--- DATA TO EXAMINE Enclosed Below ---
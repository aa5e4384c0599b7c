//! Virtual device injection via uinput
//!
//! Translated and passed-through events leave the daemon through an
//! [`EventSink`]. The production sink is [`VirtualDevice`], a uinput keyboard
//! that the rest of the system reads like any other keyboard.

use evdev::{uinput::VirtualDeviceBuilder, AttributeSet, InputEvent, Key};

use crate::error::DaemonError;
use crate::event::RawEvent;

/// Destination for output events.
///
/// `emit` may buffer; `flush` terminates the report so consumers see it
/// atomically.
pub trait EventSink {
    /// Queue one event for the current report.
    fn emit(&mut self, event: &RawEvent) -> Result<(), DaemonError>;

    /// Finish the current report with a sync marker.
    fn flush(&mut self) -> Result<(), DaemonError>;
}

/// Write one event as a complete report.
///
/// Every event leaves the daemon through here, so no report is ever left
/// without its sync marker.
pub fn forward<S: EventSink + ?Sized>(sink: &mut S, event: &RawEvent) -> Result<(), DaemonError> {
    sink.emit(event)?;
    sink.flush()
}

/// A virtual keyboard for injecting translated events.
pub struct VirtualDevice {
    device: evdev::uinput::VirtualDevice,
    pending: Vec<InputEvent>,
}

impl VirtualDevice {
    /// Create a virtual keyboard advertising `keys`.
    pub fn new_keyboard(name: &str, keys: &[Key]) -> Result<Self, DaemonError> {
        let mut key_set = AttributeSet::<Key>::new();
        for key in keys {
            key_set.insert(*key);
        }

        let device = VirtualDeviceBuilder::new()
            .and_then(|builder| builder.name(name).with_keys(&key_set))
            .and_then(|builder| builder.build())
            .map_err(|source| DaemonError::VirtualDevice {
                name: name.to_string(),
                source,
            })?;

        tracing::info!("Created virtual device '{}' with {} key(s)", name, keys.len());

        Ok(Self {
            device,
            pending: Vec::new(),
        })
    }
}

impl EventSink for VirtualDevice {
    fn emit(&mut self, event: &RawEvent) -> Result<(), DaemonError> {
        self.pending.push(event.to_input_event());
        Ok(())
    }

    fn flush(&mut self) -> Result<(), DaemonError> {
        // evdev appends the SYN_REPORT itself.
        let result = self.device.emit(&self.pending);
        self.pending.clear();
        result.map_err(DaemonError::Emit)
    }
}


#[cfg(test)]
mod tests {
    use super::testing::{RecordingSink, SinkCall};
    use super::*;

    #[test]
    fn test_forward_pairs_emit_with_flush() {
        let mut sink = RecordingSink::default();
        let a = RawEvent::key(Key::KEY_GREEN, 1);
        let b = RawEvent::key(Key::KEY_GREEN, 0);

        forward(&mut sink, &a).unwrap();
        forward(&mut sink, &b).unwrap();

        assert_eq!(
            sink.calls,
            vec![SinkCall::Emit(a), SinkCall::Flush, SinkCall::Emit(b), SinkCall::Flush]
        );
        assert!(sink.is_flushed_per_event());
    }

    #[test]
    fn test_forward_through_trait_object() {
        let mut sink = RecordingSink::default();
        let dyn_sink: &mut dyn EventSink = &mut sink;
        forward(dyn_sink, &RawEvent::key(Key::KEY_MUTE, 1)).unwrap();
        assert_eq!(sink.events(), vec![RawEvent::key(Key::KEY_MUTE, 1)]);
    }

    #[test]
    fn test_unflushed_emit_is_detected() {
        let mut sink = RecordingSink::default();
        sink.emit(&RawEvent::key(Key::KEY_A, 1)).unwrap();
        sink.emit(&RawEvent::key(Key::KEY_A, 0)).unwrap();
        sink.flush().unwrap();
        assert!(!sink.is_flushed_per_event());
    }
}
--- End of Enclosed DATA TO EXAMINE ---
**WORK INSTRUCTIONS**
Show each line in the entries that holds the string "impl".

**REPLY**
impl VirtualDevice {
impl EventSink for VirtualDevice {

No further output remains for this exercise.